La loción potencia la desconfianza en sí mismo porque se huele para el otro. Por pretender que somos un olor que no nos pertenece olemos a desinfectante, a superficie, a lo que no somos.
Gusta oler bien para denotar limpieza. Nos bañamos para parecer buenos cristianos. Utilizamos el aseo y el olor artificial para ocultar las malas intenciones. Fabricamos una aureola olfativa para rechazar el olor del vagabundo que huele a no me hable de frente y no me importa su historia.
Hice un experimento. Quería saber si mi olor era agradable a las mujeres. No me bañé un sábado. Tuve un sueño húmedo en la madrugada del domingo y no me limpié. Salí fermentado de casa a las cinco de la tarde. Me senté a tomar un café. Del azar una mujer me contó de sus días oscuros en la adolescencia. Me despedí. A pocos metros escuché mi nombre. Una ex-novia me invitó a salir. Quería que nos viéramos uno de estos días por si de pronto pasaba lo que queríamos. Inventé una excusa. Quería irme a casa. Tomé una moto-taxi. Ese día comprobé que el olor propio es más efectivo que el efecto Axe.

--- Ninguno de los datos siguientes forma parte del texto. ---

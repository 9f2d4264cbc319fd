// SPDX-FileCopyrightText: 2026 ArcheBase
//
// SPDX-License-Identifier: MulanPSL-2.0

//! Core types used throughout labdata.
//!
//! This module provides the foundational types for the library:
//! - [`DataError`] - Comprehensive error handling
//! - [`MetaValue`] - Tagged metadata value representation
//! - [`TypedMetadata`] - Ordered, type-hinted metadata dictionary
//! - [`Role`] / [`ColumnRoles`] - Column-role annotations ("setas")

pub mod error;
pub mod metadata;
pub mod setas;
pub mod value;

pub use error::{DataError, Result};
pub use metadata::TypedMetadata;
pub use setas::{ColumnRoles, Role, RoleColumns};
pub use value::MetaValue;
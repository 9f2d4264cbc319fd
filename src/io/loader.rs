// SPDX-FileCopyrightText: 2026 ArcheBase
//
// SPDX-License-Identifier: MulanPSL-2.0

//! Format auto-detection and dispatch.
//!
//! Loading walks the registry in ascending priority and asks each
//! candidate handler to parse the file. A handler signals "wrong format"
//! with [`DataError::Load`]; the loop logs it and moves on. Any other
//! error aborts the load immediately. The first success wins and is
//! recorded in the `"Loaded as"` metadata key.

use std::path::{Path, PathBuf};

use tracing::debug;

use crate::core::error::{DataError, Result};
use crate::data::file::DataFile;
use crate::data::matrix::DataMatrix;
use crate::io::registry::FormatRegistry;

/// How a load resolves its handler.
#[derive(Debug, Clone)]
pub struct LoadOptions {
    /// Restrict the load to one named handler
    pub filetype: Option<String>,
    /// Walk every registered handler in priority order
    pub auto_load: bool,
}

impl Default for LoadOptions {
    fn default() -> Self {
        Self {
            filetype: None,
            auto_load: true,
        }
    }
}

/// How a save resolves its handler.
#[derive(Debug, Clone, Default)]
pub struct SaveOptions {
    /// Write with the handler recorded in the `"Loaded as"` metadata key
    pub as_loaded: bool,
    /// Write with an explicitly named handler
    pub handler: Option<String>,
}

/// Guess a mime type from the file extension. Unknown extensions return
/// `None`, which never skips a handler.
fn guess_mime(path: &Path) -> Option<&'static str> {
    match path.extension().and_then(|e| e.to_str()) {
        Some("txt") | Some("tdi") | Some("dat") => Some("text/plain"),
        _ => None,
    }
}

/// Load a data file, trying handlers until one accepts it.
pub fn load(path: &Path, registry: &FormatRegistry, options: &LoadOptions) -> Result<DataFile> {
    if !path.exists() {
        return Err(DataError::file_not_found(path.display().to_string()));
    }

    let candidates: Vec<&dyn crate::io::handler::FormatHandler> = match &options.filetype {
        Some(name) => {
            let handler = registry.by_name(name).ok_or_else(|| {
                DataError::unrecognised_format(path.display().to_string(), vec![name.clone()])
            })?;
            vec![handler]
        }
        None if options.auto_load => registry.handlers().collect(),
        // No filetype and no auto-load: only the first handler is tried
        None => registry.handlers().take(1).collect(),
    };

    // The mime short-circuit belongs to the auto-detection walk only; an
    // explicitly named filetype is always attempted.
    let mime = if options.filetype.is_none() && options.auto_load {
        guess_mime(path)
    } else {
        None
    };
    let mut attempted = Vec::new();
    for handler in candidates {
        if !handler.mime_types().is_empty() {
            if let Some(m) = mime {
                if !handler.mime_types().contains(&m) {
                    continue;
                }
            }
        }
        attempted.push(handler.name().to_string());
        match handler.parse(path) {
            Ok(parsed) => {
                let matrix = DataMatrix::with_mask(parsed.values, parsed.mask)?;
                let mut file =
                    DataFile::from_parts(matrix, parsed.metadata, parsed.column_headers);
                file.metadata_mut().set("Loaded as", handler.name());
                file.set_filename(path);
                return Ok(file);
            }
            Err(e) if e.is_load_rejection() => {
                debug!(handler = handler.name(), error = %e, "handler rejected file");
            }
            Err(e) => return Err(e),
        }
    }
    Err(DataError::unrecognised_format(
        path.display().to_string(),
        attempted,
    ))
}

/// Save a data file, normalising the extension to the handler's first
/// pattern.
pub fn save(
    file: &mut DataFile,
    path: Option<&Path>,
    registry: &FormatRegistry,
    options: &SaveOptions,
) -> Result<()> {
    let handler_name = if let Some(name) = &options.handler {
        name.clone()
    } else if options.as_loaded {
        file.metadata()
            .get("Loaded as")?
            .as_str()
            .unwrap_or("TDI")
            .to_string()
    } else {
        "TDI".to_string()
    };
    let handler = registry.by_name(&handler_name).ok_or_else(|| {
        DataError::unrecognised_format(handler_name.clone(), vec![handler_name.clone()])
    })?;

    let base: PathBuf = match path {
        Some(p) => p.to_path_buf(),
        None => file
            .filename()
            .map(Path::to_path_buf)
            .ok_or_else(|| DataError::Io {
                message: "no filename given for save".to_string(),
            })?,
    };
    let target = normalise_extension(&base, handler.patterns());

    handler.write(&target, file)?;
    file.set_filename(target);
    Ok(())
}

/// Force the path's extension to the one in the handler's first pattern.
fn normalise_extension(path: &Path, patterns: &[&str]) -> PathBuf {
    let ext = patterns
        .first()
        .and_then(|p| p.rsplit('.').next())
        .filter(|e| !e.is_empty() && !e.contains('*'));
    match ext {
        Some(ext) => path.with_extension(ext),
        None => path.to_path_buf(),
    }
}

impl DataFile {
    /// Load a file with the built-in registry and default options.
    pub fn load(path: impl AsRef<Path>) -> Result<Self> {
        load(
            path.as_ref(),
            &FormatRegistry::default(),
            &LoadOptions::default(),
        )
    }

    /// Load a file through a caller-supplied registry.
    pub fn load_with(
        path: impl AsRef<Path>,
        registry: &FormatRegistry,
        options: &LoadOptions,
    ) -> Result<Self> {
        load(path.as_ref(), registry, options)
    }

    /// Save to disk in the default (TDI) format.
    ///
    /// With no path the file's recorded filename is reused.
    pub fn save(&mut self, path: Option<&Path>) -> Result<()> {
        save(
            self,
            path,
            &FormatRegistry::default(),
            &SaveOptions::default(),
        )
    }

    /// Save through a caller-supplied registry and options.
    pub fn save_with(
        &mut self,
        path: Option<&Path>,
        registry: &FormatRegistry,
        options: &SaveOptions,
    ) -> Result<()> {
        save(self, path, registry, options)
    }
}
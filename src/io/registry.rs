// SPDX-FileCopyrightText: 2026 ArcheBase
//
// SPDX-License-Identifier: MulanPSL-2.0

//! Explicit handler registry.
//!
//! Handlers are registered by the caller and held sorted by ascending
//! priority. Registration order breaks ties, so two handlers at the same
//! priority are tried in the order they were registered.

use super::handler::FormatHandler;
use super::tdi::TdiFormat;

/// An ordered collection of format handlers.
pub struct FormatRegistry {
    handlers: Vec<Box<dyn FormatHandler>>,
}

impl FormatRegistry {
    /// Create a registry with no handlers.
    pub fn empty() -> Self {
        Self {
            handlers: Vec::new(),
        }
    }

    /// Add a handler, keeping the list sorted by ascending priority.
    pub fn register(&mut self, handler: Box<dyn FormatHandler>) -> &mut Self {
        let at = self
            .handlers
            .partition_point(|h| h.priority() <= handler.priority());
        self.handlers.insert(at, handler);
        self
    }

    /// Look a handler up by its name.
    pub fn by_name(&self, name: &str) -> Option<&dyn FormatHandler> {
        self.handlers
            .iter()
            .find(|h| h.name() == name)
            .map(Box::as_ref)
    }

    /// Iterate over handlers in detection order.
    pub fn handlers(&self) -> impl Iterator<Item = &dyn FormatHandler> {
        self.handlers.iter().map(Box::as_ref)
    }

    /// Number of registered handlers.
    pub fn len(&self) -> usize {
        self.handlers.len()
    }

    /// True when no handlers are registered.
    pub fn is_empty(&self) -> bool {
        self.handlers.is_empty()
    }
}

impl Default for FormatRegistry {
    /// The built-in registry: just the TDI fallback format.
    fn default() -> Self {
        let mut registry = Self::empty();
        registry.register(Box::new(TdiFormat));
        registry
    }
}

#[cfg(test)]
mod tests {
    use super::*;
    use crate::core::error::{DataError, Result};
    use crate::data::file::DataFile;
    use crate::io::handler::ParsedFile;
    use std::path::Path;

    struct Fake {
        name: &'static str,
        priority: u32,
    }

    impl FormatHandler for Fake {
        fn name(&self) -> &str {
            self.name
        }
        fn priority(&self) -> u32 {
            self.priority
        }
        fn patterns(&self) -> &[&str] {
            &["*.fake"]
        }
        fn parse(&self, _path: &Path) -> Result<ParsedFile> {
            Err(DataError::load(self.name, "always rejects"))
        }
        fn write(&self, _path: &Path, _file: &DataFile) -> Result<()> {
            Ok(())
        }
    }

    #[test]
    fn test_sorted_by_priority_with_stable_ties() {
        let mut registry = FormatRegistry::empty();
        registry
            .register(Box::new(Fake { name: "b", priority: 16 }))
            .register(Box::new(Fake { name: "a", priority: 8 }))
            .register(Box::new(Fake { name: "c", priority: 16 }))
            .register(Box::new(Fake { name: "d", priority: 64 }));
        let names: Vec<&str> = registry.handlers().map(|h| h.name()).collect();
        assert_eq!(names, vec!["a", "b", "c", "d"]);
    }

    #[test]
    fn test_by_name() {
        let registry = FormatRegistry::default();
        assert!(registry.by_name("TDI").is_some());
        assert!(registry.by_name("missing").is_none());
        assert_eq!(registry.len(), 1);
    }
}
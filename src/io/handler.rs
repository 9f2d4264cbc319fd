// SPDX-FileCopyrightText: 2026 ArcheBase
//
// SPDX-License-Identifier: MulanPSL-2.0

//! File-format handler seam.
//!
//! A format plugs in by implementing [`FormatHandler`]. The contract that
//! makes auto-detection work: `parse` must fail with [`DataError::Load`]
//! to mean "not my format, try the next handler". Any other error aborts
//! the whole load.

use std::path::Path;

use ndarray::Array2;

use crate::core::error::Result;
use crate::core::metadata::TypedMetadata;
use crate::data::file::DataFile;

/// The parts a handler extracts from a file on disk.
#[derive(Debug, Clone)]
pub struct ParsedFile {
    /// Numeric data, one row per record
    pub values: Array2<f64>,
    /// Mask flags, same shape as `values`
    pub mask: Array2<bool>,
    /// Metadata found in the file
    pub metadata: TypedMetadata,
    /// Column headers, in column order
    pub column_headers: Vec<String>,
}

impl ParsedFile {
    /// Wrap a value array with an all-clear mask and no metadata.
    pub fn new(values: Array2<f64>) -> Self {
        let mask = Array2::from_elem(values.raw_dim(), false);
        Self {
            values,
            mask,
            metadata: TypedMetadata::new(),
            column_headers: Vec::new(),
        }
    }
}

/// One on-disk file format.
pub trait FormatHandler: Send + Sync {
    /// Short unique name, e.g. `"TDI"`.
    fn name(&self) -> &str;

    /// Detection order. Lower priorities are tried first; more specific
    /// formats should use lower numbers than permissive fallbacks.
    fn priority(&self) -> u32 {
        32
    }

    /// Filename glob patterns this format typically uses, most canonical
    /// first (the first pattern's extension is used when saving).
    fn patterns(&self) -> &[&str];

    /// Mime types this format can occur under. An empty list means the
    /// handler is tried for any file.
    fn mime_types(&self) -> &[&str] {
        &[]
    }

    /// Read a file, failing with [`DataError::Load`] when the content is
    /// not this format.
    ///
    /// [`DataError::Load`]: crate::core::error::DataError::Load
    fn parse(&self, path: &Path) -> Result<ParsedFile>;

    /// Write a data file to disk in this format.
    fn write(&self, path: &Path, file: &DataFile) -> Result<()>;
}
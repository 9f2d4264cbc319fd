// SPDX-FileCopyrightText: 2026 ArcheBase
//
// SPDX-License-Identifier: MulanPSL-2.0

//! End-to-end tests over the public API: construction, masking, file
//! round trips and format dispatch.

use std::io::Write;
use std::path::Path;
use std::sync::atomic::{AtomicUsize, Ordering};
use std::sync::Arc;

use ndarray::{array, Array2};

use labdata::io::loader;
use labdata::{
    ColumnSpec, DataError, DataFile, DeleteColumns, FormatHandler, FormatRegistry, ImageStack,
    LoadOptions, ParsedFile, Result, Role, TypedMetadata,
};

fn sample_file() -> DataFile {
    let mut f = DataFile::from_columns(vec![
        ("Temperature".to_string(), vec![1.2, 2.4, 3.1]),
        ("Resistance".to_string(), vec![100.0, 102.5, 108.2]),
    ])
    .unwrap();
    f.set_setas("xy").unwrap();
    f.metadata_mut().set("Sample", "NbSe2");
    f.metadata_mut().set("Field", 0.35);
    f
}

#[test]
fn clone_is_fully_independent() {
    let original = sample_file();
    let mut copy = original.clone();

    copy.matrix_mut().mask_all(true);
    copy.metadata_mut().set("Sample", "other");
    copy.set_setas(".y").unwrap();
    copy.add_column(vec![0.0; 3], ColumnSpec::default()).unwrap();

    assert!(original.matrix().mask().iter().all(|m| !*m));
    assert_eq!(
        original.metadata().get("Sample").unwrap().as_str(),
        Some("NbSe2")
    );
    assert_eq!(original.setas().to_string(), "xy");
    assert_eq!(original.shape(), (3, 2));
}

#[test]
fn tdi_save_load_round_trip() {
    let dir = tempfile::tempdir().unwrap();
    let path = dir.path().join("measurement.txt");

    let mut original = sample_file();
    original.save(Some(&path)).unwrap();

    let loaded = DataFile::load(&path).unwrap();
    assert_eq!(loaded.shape(), original.shape());
    assert_eq!(loaded.column_headers(), original.column_headers());
    for j in 0..2usize {
        assert_eq!(loaded.column(j).unwrap(), original.column(j).unwrap());
    }
    assert_eq!(
        loaded.metadata().get("Sample").unwrap().as_str(),
        Some("NbSe2")
    );
    assert_eq!(loaded.metadata().get("Field").unwrap().as_f64(), Some(0.35));
    assert_eq!(
        loaded.metadata().get("Loaded as").unwrap().as_str(),
        Some("TDI")
    );
    assert_eq!(loaded.filename().unwrap(), path);
}

#[test]
fn add_then_delete_column_restores_table() {
    let mut f = sample_file();
    let headers_before = f.column_headers().to_vec();
    let shape_before = f.shape();
    let setas_before = f.setas().to_string();

    f.add_column_with(
        |row| row.get(1).unwrap_or(0.0) / row.get(0).unwrap_or(1.0),
        ColumnSpec {
            header: Some("Ratio".to_string()),
            role: Some(Role::E),
            ..Default::default()
        },
    )
    .unwrap();
    assert_eq!(f.shape(), (3, 3));
    assert_eq!(f.setas().to_string(), "xye");

    f.del_column(DeleteColumns::Selector("Ratio".into())).unwrap();
    assert_eq!(f.shape(), shape_before);
    assert_eq!(f.column_headers(), &headers_before[..]);
    assert_eq!(f.setas().to_string(), setas_before);
}

#[test]
fn mask_push_pop_restores_previous_state() {
    let mut f = sample_file();
    f.matrix_mut().mask_mut()[(1, 1)] = true;
    let before = f.matrix().mask().clone();

    let mut temporary = Array2::from_elem((3, 2), false);
    temporary[(0, 0)] = true;
    f.push_mask(Some(temporary.clone())).unwrap();
    assert_eq!(f.matrix().mask(), &temporary);

    f.pop_mask();
    assert_eq!(f.matrix().mask(), &before);

    // Popping past the sentinel leaves the file unmasked
    f.pop_mask();
    f.pop_mask();
    assert!(f.matrix().mask().iter().all(|m| !*m));
}

#[test]
fn from_columns_scenario() {
    let mut f = DataFile::from_columns(vec![
        ("Gate".to_string(), vec![0.0, 0.5, 1.0]),
        ("Current".to_string(), vec![1e-9, 4e-9, 9e-9]),
    ])
    .unwrap();
    f.set_setas("xy").unwrap();

    assert_eq!(f.shape(), (3, 2));
    assert_eq!(f.column_headers(), &["Gate", "Current"]);
    assert_eq!(f.setas().xcol(), Some(0));
    assert_eq!(f.setas().ycol(), vec![1]);
}

#[test]
fn tdi_concrete_parse_scenario() {
    let dir = tempfile::tempdir().unwrap();
    let path = dir.path().join("scan.txt");
    let mut handle = std::fs::File::create(&path).unwrap();
    handle
        .write_all(
            b"TDI Format 1.5\tX\tY\n\
              User{String}=gavin\t1.5\t2.5\n\
              Timestamp{I32}=1700000000\n",
        )
        .unwrap();
    drop(handle);

    let loaded = DataFile::load(&path).unwrap();
    assert_eq!(loaded.shape(), (1, 2));
    assert_eq!(loaded.column(0usize).unwrap(), vec![1.5]);
    assert_eq!(loaded.column(1usize).unwrap(), vec![2.5]);
    assert_eq!(loaded.metadata().get("User").unwrap().as_str(), Some("gavin"));
    assert_eq!(
        loaded.metadata().get("Timestamp").unwrap().as_i64(),
        Some(1700000000)
    );
}

struct CountingHandler {
    name: &'static str,
    priority: u32,
    accept: bool,
    calls: Arc<AtomicUsize>,
}

impl FormatHandler for CountingHandler {
    fn name(&self) -> &str {
        self.name
    }
    fn priority(&self) -> u32 {
        self.priority
    }
    fn patterns(&self) -> &[&str] {
        &["*.any"]
    }
    fn parse(&self, _path: &Path) -> Result<ParsedFile> {
        self.calls.fetch_add(1, Ordering::SeqCst);
        if self.accept {
            let mut parsed = ParsedFile::new(array![[1.0]]);
            parsed.column_headers = vec!["only".to_string()];
            Ok(parsed)
        } else {
            Err(DataError::load(self.name, "wrong format"))
        }
    }
    fn write(&self, _path: &Path, _file: &DataFile) -> Result<()> {
        Ok(())
    }
}

#[test]
fn dispatch_attempts_handlers_in_priority_order() {
    // The accepting handler sits at position k; every handler before it
    // is attempted exactly once and none after it.
    for k in 0..3usize {
        let counters: Vec<Arc<AtomicUsize>> =
            (0..3).map(|_| Arc::new(AtomicUsize::new(0))).collect();
        let mut registry = FormatRegistry::empty();
        let names = ["alpha", "beta", "gamma"];
        for (i, name) in names.into_iter().enumerate() {
            registry.register(Box::new(CountingHandler {
                name,
                priority: (i as u32 + 1) * 8,
                accept: i == k,
                calls: counters[i].clone(),
            }));
        }

        let mut f = tempfile::NamedTempFile::new().unwrap();
        f.write_all(b"payload").unwrap();
        let loaded =
            loader::load(f.path(), &registry, &LoadOptions::default()).unwrap();

        for (i, counter) in counters.iter().enumerate() {
            let expected = if i <= k { 1 } else { 0 };
            assert_eq!(counter.load(Ordering::SeqCst), expected, "handler {i}");
        }
        assert_eq!(
            loaded.metadata().get("Loaded as").unwrap().as_str(),
            Some(names[k])
        );
    }
}

#[test]
fn dispatch_exhaustion_names_every_attempt() {
    let counters: Vec<Arc<AtomicUsize>> =
        (0..2).map(|_| Arc::new(AtomicUsize::new(0))).collect();
    let mut registry = FormatRegistry::empty();
    registry
        .register(Box::new(CountingHandler {
            name: "alpha",
            priority: 8,
            accept: false,
            calls: counters[0].clone(),
        }))
        .register(Box::new(CountingHandler {
            name: "beta",
            priority: 16,
            accept: false,
            calls: counters[1].clone(),
        }));

    let mut f = tempfile::NamedTempFile::new().unwrap();
    f.write_all(b"payload").unwrap();
    let err = loader::load(f.path(), &registry, &LoadOptions::default()).unwrap_err();
    match err {
        DataError::UnrecognisedFormat { attempted, .. } => {
            assert_eq!(attempted, vec!["alpha".to_string(), "beta".to_string()]);
        }
        other => panic!("unexpected error: {other}"),
    }
}

#[test]
fn image_stack_padding_and_get_after_set() {
    let mut stack = ImageStack::from_images(vec![
        ("small".to_string(), array![[1.0]]),
        ("big".to_string(), array![[2.0, 2.0], [2.0, 2.0]]),
    ])
    .unwrap();
    assert_eq!(stack.max_size(), (2, 2));

    // Growing one page re-pads the others without losing pixels
    stack
        .set("small", array![[5.0, 5.0, 5.0], [5.0, 5.0, 5.0], [5.0, 5.0, 5.0]], None)
        .unwrap();
    assert_eq!(stack.max_size(), (3, 3));
    assert_eq!(stack.get("big").unwrap().data, array![[2.0, 2.0], [2.0, 2.0]]);
    assert_eq!(stack.get("small").unwrap().data.dim(), (3, 3));

    // Appending by unknown name, with metadata riding along
    let mut md = TypedMetadata::new();
    md.set("polarisation", "plus");
    stack.set("extra", array![[9.0]], Some(md)).unwrap();
    assert_eq!(stack.len(), 3);
    let page = stack.get("extra").unwrap();
    assert_eq!(page.data, array![[9.0]]);
    assert_eq!(
        page.metadata.get("polarisation").unwrap().as_str(),
        Some("plus")
    );
}

#[test]
fn image_stack_contrast_ratio_workflow() {
    let plus = ImageStack::from_images(vec![("img".to_string(), array![[3.0, 6.0]])]).unwrap();
    let minus = ImageStack::from_images(vec![("img".to_string(), array![[1.0, 2.0]])]).unwrap();
    let ratio = plus.contrast_ratio(&minus).unwrap();
    assert_eq!(ratio.get(0usize).unwrap().data, array![[0.5, 0.5]]);

    // Integer stacks convert to a float kind before taking the ratio
    let ints = ImageStack::from_images(vec![("img".to_string(), array![[3i32, 6]])]).unwrap();
    let floats = ints.convert::<f64>();
    assert_eq!(
        floats.contrast_ratio(&minus).unwrap().get(0usize).unwrap().data,
        array![[0.5, 0.5]]
    );
}
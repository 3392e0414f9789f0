//! API route definitions.

use axum::{Router, middleware};

use crate::{AppState, middleware::auth::auth_middleware};

pub mod enrollments;
pub mod health;
pub mod payments;
pub mod payouts;

/// Creates the API router with protected routes that need state for middleware.
#[allow(clippy::needless_pass_by_value)]
pub fn api_routes_with_state(state: AppState) -> Router<AppState> {
    // Protected routes that require authentication
    let protected_routes = Router::new()
        .merge(payments::routes())
        .merge(enrollments::routes())
        .merge(payouts::routes())
        .layer(middleware::from_fn_with_state(
            state.clone(),
            auth_middleware,
        ));

    // The webhook authenticates by body signature, not by bearer token
    Router::new()
        .merge(health::routes())
        .merge(payments::webhook_routes())
        .merge(protected_routes)
}
//! Coursepay API Server
//!
//! Main entry point for the Coursepay backend service.

use std::sync::Arc;
use std::time::Duration;

use tokio::net::TcpListener;
use tracing::{info, warn};
use tracing_subscriber::{layer::SubscriberExt, util::SubscriberInitExt};

use coursepay_api::{AppState, LivePaymentService, create_router};
use coursepay_core::gateway::HttpGatewayClient;
use coursepay_core::payment::PaymentService;
use coursepay_db::{CourseRepository, PaymentRepository, connect};
use coursepay_shared::{AppConfig, JwtConfig, JwtService};

/// How often the stale-checkout sweeper runs, and how old a `created`
/// payment must be before it is marked failed.
const SWEEP_INTERVAL: Duration = Duration::from_secs(10 * 60);
const STALE_AFTER_MINUTES: i64 = 30;

#[tokio::main]
async fn main() -> anyhow::Result<()> {
    // Load environment variables from .env file
    dotenvy::dotenv().ok();

    // Initialize tracing
    tracing_subscriber::registry()
        .with(
            tracing_subscriber::EnvFilter::try_from_default_env()
                .unwrap_or_else(|_| "coursepay=debug,tower_http=debug".into()),
        )
        .with(tracing_subscriber::fmt::layer())
        .init();

    // Load configuration
    let config = AppConfig::load().expect("Failed to load configuration");

    // Connect to database
    let db = connect(&config.database.url).await?;
    info!("Connected to database");

    // Create JWT service
    let jwt_config = JwtConfig {
        secret: config.jwt.secret.clone(),
        #[allow(clippy::cast_possible_wrap)]
        access_token_expires_minutes: (config.jwt.access_token_expiry_secs / 60) as i64,
    };
    let jwt_service = JwtService::new(jwt_config);

    // Wire the payment orchestrator to its production collaborators
    let gateway = HttpGatewayClient::new(&config.gateway)
        .map_err(|e| anyhow::anyhow!("failed to build gateway client: {e}"))?;
    let payments: Arc<LivePaymentService> = Arc::new(PaymentService::new(
        gateway,
        PaymentRepository::new(db.clone()),
        CourseRepository::new(db.clone()),
        config.gateway.key_secret.clone(),
    ));
    info!(base_url = %config.gateway.base_url, "Payment gateway configured");

    // Background sweep for abandoned checkouts
    let sweeper = Arc::clone(&payments);
    tokio::spawn(async move {
        let mut ticker = tokio::time::interval(SWEEP_INTERVAL);
        loop {
            ticker.tick().await;
            if let Err(e) = sweeper
                .expire_stale_checkouts(chrono::Duration::minutes(STALE_AFTER_MINUTES))
                .await
            {
                warn!(error = %e, "stale checkout sweep failed");
            }
        }
    });

    // Create application state
    let state = AppState {
        db: Arc::new(db),
        jwt_service: Arc::new(jwt_service),
        payments,
        gateway: Arc::new(config.gateway.clone()),
    };

    // Create router
    let app = create_router(state);

    // Start server
    let addr = format!("{}:{}", config.server.host, config.server.port);
    let listener = TcpListener::bind(&addr).await?;
    info!("Server listening on {}", addr);

    axum::serve(listener, app).await?;

    Ok(())
}
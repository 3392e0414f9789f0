//! `SeaORM` Entity for enrollments table.
//!
//! `(student_id, course_id)` is unique; a student enrolls in a course at
//! most once.

use sea_orm::entity::prelude::*;
use serde::{Deserialize, Serialize};

#[derive(Clone, Debug, PartialEq, DeriveEntityModel, Eq, Serialize, Deserialize)]
#[sea_orm(table_name = "enrollments")]
pub struct Model {
    #[sea_orm(primary_key, auto_increment = false)]
    pub id: Uuid,
    pub student_id: Uuid,
    pub course_id: Uuid,
    /// The capturing payment; null for free enrollments.
    pub payment_id: Option<Uuid>,
    pub is_active: bool,
    pub enrolled_at: DateTimeWithTimeZone,
}

#[derive(Copy, Clone, Debug, EnumIter, DeriveRelation)]
pub enum Relation {
    #[sea_orm(
        belongs_to = "super::users::Entity",
        from = "Column::StudentId",
        to = "super::users::Column::Id"
    )]
    Users,
    #[sea_orm(
        belongs_to = "super::courses::Entity",
        from = "Column::CourseId",
        to = "super::courses::Column::Id"
    )]
    Courses,
    #[sea_orm(
        belongs_to = "super::payments::Entity",
        from = "Column::PaymentId",
        to = "super::payments::Column::Id"
    )]
    Payments,
}

impl Related<super::users::Entity> for Entity {
    fn to() -> RelationDef {
        Relation::Users.def()
    }
}

impl Related<super::courses::Entity> for Entity {
    fn to() -> RelationDef {
        Relation::Courses.def()
    }
}

impl Related<super::payments::Entity> for Entity {
    fn to() -> RelationDef {
        Relation::Payments.def()
    }
}

impl ActiveModelBehavior for ActiveModel {}
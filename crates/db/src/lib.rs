//! Database layer with `SeaORM` entities and repositories.
//!
//! This crate provides:
//! - `SeaORM` entity definitions
//! - Repository abstractions for data access
//! - Database migrations

pub mod entities;
pub mod migration;
pub mod repositories;

pub use repositories::{
    CourseRepository, EnrollmentRepository, PaymentRepository, PayoutRepository, UserRepository,
};

use sea_orm::{Database, DatabaseConnection, DbErr};

/// Establishes a connection to the database.
///
/// # Errors
///
/// Returns an error if the connection cannot be established.
pub async fn connect(database_url: &str) -> Result<DatabaseConnection, DbErr> {
    Database::connect(database_url).await
}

El sacerdote huele a escalera de bambú y sopa de fideos con espinaca. El adolescente a aceite quemado, sangre coagulada y reggaetón a alto volumen. La profesora recién graduada de la universidad a sedal rizos obedientes anti frizz y colonia de rosas. La oficinista a helado de ron con pasas derretido. La colegiala a hierba húmeda y romero. La ama de casa a detergente y eucalipto.
Por oler bien se nos olvidó oler. Estamos confundidos porque olemos a todo menos a individuos. Tememos al propio olor. Disgusta sabernos mamíferos. Acumulamos toxinas y feromonas porque es más saludable taponarse los poros con lociones. Educamos el olfato para el olvido.
Pero basta con llevarse la mano a la nariz. Aspirar. Aspirar. Huele a animal de sol, a individualidad, a naranja, a papá, a hombre primario, a día de no baño, a cuarto oscuro, a pino podado, a sombrero volteado, a conversación de íntimos y a niño que mira el cielo desde el copo de un árbol.